* Your task
Only one stretch of the listing below is wanted. Begin at the line that has "let conn = Connection::open(path).map_err(|source|", stop after the line that has "fn kv_clear_prefix(&self, prefix: &str)", and repeat every line in between exactly.

>>

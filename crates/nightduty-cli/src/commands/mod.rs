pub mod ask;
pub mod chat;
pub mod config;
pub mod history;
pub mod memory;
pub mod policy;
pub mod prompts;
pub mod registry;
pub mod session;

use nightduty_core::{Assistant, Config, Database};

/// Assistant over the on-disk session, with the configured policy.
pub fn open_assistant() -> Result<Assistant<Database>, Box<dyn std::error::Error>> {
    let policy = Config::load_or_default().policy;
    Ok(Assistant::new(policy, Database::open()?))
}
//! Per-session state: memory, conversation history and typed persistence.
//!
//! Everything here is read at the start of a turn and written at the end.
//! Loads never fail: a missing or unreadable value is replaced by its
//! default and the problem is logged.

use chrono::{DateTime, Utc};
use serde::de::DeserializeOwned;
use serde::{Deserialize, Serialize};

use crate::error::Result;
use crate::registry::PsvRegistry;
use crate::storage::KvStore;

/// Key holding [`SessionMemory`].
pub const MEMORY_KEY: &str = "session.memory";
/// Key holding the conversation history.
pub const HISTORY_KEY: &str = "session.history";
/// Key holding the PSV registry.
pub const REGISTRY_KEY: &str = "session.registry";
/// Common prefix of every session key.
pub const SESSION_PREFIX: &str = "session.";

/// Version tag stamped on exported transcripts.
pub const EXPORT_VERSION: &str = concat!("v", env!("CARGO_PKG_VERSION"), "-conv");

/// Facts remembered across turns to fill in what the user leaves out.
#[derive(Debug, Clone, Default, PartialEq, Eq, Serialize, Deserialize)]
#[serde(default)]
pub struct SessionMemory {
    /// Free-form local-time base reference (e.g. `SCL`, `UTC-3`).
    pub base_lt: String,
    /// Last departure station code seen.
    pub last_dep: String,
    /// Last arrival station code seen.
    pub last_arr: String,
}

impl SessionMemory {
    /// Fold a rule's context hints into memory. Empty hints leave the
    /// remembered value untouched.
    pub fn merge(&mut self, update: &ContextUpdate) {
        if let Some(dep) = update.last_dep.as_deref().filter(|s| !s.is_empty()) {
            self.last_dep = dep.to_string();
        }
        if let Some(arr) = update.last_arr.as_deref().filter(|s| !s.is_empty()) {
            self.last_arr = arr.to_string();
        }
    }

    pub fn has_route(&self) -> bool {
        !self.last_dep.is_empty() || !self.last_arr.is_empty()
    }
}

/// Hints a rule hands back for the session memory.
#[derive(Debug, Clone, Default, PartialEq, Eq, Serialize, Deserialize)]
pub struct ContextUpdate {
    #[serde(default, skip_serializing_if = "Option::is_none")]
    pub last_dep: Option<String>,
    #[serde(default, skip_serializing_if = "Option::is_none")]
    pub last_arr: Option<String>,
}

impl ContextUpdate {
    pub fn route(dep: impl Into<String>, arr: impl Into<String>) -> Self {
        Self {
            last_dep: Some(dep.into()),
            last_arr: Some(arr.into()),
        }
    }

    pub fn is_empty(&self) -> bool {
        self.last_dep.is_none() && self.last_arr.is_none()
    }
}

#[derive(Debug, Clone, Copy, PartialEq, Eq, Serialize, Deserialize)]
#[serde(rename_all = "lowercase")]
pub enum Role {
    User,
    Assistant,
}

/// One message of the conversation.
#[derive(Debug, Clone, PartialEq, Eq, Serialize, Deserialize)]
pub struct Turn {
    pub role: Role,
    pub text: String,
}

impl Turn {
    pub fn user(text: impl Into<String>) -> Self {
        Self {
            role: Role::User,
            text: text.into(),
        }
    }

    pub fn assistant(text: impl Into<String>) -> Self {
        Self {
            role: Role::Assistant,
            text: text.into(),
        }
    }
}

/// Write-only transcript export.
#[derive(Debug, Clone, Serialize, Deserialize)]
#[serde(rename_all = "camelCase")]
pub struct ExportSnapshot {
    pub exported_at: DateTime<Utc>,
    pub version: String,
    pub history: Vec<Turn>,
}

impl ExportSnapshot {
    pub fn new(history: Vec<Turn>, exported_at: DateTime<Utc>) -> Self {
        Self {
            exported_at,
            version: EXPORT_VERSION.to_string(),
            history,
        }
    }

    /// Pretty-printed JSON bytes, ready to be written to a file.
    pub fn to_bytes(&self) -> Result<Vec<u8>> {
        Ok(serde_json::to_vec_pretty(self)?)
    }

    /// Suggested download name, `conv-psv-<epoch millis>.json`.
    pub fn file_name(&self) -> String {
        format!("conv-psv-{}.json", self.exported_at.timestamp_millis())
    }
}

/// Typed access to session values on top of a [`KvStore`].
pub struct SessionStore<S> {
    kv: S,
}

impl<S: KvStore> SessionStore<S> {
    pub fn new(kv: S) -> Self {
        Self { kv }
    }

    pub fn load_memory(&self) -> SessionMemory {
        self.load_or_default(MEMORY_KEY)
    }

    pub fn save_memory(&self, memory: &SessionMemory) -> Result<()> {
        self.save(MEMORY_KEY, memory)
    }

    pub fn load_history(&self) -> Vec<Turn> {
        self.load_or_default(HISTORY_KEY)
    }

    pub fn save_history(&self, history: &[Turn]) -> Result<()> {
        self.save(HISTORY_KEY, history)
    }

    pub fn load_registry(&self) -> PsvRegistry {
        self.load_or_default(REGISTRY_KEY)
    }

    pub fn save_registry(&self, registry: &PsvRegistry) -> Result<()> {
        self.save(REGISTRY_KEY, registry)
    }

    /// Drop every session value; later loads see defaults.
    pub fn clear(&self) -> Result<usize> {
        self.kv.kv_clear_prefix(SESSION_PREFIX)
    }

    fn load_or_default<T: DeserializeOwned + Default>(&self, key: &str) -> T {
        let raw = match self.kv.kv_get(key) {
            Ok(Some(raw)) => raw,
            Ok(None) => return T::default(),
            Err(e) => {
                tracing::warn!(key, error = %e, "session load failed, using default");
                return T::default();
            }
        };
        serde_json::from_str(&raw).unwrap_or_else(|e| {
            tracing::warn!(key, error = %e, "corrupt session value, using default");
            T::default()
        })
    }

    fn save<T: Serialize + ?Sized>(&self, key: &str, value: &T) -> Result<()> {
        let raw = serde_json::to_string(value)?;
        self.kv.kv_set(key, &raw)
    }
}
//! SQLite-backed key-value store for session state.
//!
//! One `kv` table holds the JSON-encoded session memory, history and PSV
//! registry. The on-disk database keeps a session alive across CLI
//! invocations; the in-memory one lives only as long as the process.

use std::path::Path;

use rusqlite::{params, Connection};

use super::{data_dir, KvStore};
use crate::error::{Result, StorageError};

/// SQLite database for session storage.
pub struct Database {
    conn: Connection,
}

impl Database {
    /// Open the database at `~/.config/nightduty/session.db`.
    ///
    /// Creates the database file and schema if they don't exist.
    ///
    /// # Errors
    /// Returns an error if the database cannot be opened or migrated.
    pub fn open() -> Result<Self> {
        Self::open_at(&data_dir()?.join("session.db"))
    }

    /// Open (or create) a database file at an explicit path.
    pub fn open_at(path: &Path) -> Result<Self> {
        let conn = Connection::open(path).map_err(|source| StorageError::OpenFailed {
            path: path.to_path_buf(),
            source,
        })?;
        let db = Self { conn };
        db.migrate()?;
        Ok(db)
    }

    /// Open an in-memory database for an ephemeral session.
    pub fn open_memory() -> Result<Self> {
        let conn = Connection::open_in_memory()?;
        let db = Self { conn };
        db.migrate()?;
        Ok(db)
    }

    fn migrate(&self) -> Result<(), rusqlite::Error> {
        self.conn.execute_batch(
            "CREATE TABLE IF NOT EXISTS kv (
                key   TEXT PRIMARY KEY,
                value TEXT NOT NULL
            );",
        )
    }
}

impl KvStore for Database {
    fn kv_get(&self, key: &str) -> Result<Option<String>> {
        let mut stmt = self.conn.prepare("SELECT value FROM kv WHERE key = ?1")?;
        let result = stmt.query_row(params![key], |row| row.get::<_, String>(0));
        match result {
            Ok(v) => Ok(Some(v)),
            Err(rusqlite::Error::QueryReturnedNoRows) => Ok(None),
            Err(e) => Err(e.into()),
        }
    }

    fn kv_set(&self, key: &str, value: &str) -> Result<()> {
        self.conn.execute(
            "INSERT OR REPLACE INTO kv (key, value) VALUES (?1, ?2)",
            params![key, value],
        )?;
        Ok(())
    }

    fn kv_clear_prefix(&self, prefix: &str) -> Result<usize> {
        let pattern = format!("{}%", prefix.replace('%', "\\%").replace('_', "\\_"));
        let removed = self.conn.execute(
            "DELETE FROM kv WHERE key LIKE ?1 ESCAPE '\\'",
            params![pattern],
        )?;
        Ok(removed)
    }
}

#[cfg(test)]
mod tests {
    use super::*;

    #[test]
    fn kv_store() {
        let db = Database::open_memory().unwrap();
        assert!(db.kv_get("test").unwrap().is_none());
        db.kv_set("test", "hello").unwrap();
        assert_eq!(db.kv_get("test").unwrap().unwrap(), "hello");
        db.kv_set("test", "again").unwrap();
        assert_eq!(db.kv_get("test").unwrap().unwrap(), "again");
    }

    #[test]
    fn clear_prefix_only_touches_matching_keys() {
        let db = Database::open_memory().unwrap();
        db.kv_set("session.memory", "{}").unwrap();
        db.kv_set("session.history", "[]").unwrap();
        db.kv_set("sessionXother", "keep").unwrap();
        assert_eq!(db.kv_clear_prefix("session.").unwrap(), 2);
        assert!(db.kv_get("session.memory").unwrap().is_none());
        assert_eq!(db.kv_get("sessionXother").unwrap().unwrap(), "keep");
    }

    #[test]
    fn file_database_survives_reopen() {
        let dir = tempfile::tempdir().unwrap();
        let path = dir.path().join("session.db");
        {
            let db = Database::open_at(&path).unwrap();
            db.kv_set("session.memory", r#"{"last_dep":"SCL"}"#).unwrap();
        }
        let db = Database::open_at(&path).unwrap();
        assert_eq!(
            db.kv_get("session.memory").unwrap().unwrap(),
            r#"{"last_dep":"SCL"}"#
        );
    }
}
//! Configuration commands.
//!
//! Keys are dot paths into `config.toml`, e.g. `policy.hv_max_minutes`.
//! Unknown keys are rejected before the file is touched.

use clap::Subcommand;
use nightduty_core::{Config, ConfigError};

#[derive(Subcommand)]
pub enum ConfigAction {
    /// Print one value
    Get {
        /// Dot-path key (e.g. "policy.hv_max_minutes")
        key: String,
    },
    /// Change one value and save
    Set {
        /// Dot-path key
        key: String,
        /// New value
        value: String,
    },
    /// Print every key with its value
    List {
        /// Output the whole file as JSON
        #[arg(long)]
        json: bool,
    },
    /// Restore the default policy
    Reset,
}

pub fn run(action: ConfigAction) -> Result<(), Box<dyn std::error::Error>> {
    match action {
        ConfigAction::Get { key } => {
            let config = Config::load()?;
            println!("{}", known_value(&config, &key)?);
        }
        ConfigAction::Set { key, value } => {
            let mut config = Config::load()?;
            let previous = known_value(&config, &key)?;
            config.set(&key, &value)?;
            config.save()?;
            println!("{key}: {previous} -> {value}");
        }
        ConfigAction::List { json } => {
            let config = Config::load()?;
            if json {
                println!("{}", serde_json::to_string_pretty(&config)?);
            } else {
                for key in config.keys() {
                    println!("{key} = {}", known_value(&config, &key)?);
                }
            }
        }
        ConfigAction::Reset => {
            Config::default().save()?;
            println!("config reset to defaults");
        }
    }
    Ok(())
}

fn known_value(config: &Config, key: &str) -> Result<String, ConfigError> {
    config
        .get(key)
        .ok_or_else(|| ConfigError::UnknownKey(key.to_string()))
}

<<

* Solution below
        let conn = Connection::open(path).map_err(|source| StorageError::OpenFailed {
            path: path.to_path_buf(),
            source,
        })?;
        let db = Self { conn };
        db.migrate()?;
        Ok(db)
    }

    /// Open an in-memory database for an ephemeral session.
    pub fn open_memory() -> Result<Self> {
        let conn = Connection::open_in_memory()?;
        let db = Self { conn };
        db.migrate()?;
        Ok(db)
    }

    fn migrate(&self) -> Result<(), rusqlite::Error> {
        self.conn.execute_batch(
            "CREATE TABLE IF NOT EXISTS kv (
                key   TEXT PRIMARY KEY,
                value TEXT NOT NULL
            );",
        )
    }
}

impl KvStore for Database {
    fn kv_get(&self, key: &str) -> Result<Option<String>> {
        let mut stmt = self.conn.prepare("SELECT value FROM kv WHERE key = ?1")?;
        let result = stmt.query_row(params![key], |row| row.get::<_, String>(0));
        match result {
            Ok(v) => Ok(Some(v)),
            Err(rusqlite::Error::QueryReturnedNoRows) => Ok(None),
            Err(e) => Err(e.into()),
        }
    }

    fn kv_set(&self, key: &str, value: &str) -> Result<()> {
        self.conn.execute(
            "INSERT OR REPLACE INTO kv (key, value) VALUES (?1, ?2)",
            params![key, value],
        )?;
        Ok(())
    }

    fn kv_clear_prefix(&self, prefix: &str) -> Result<usize> {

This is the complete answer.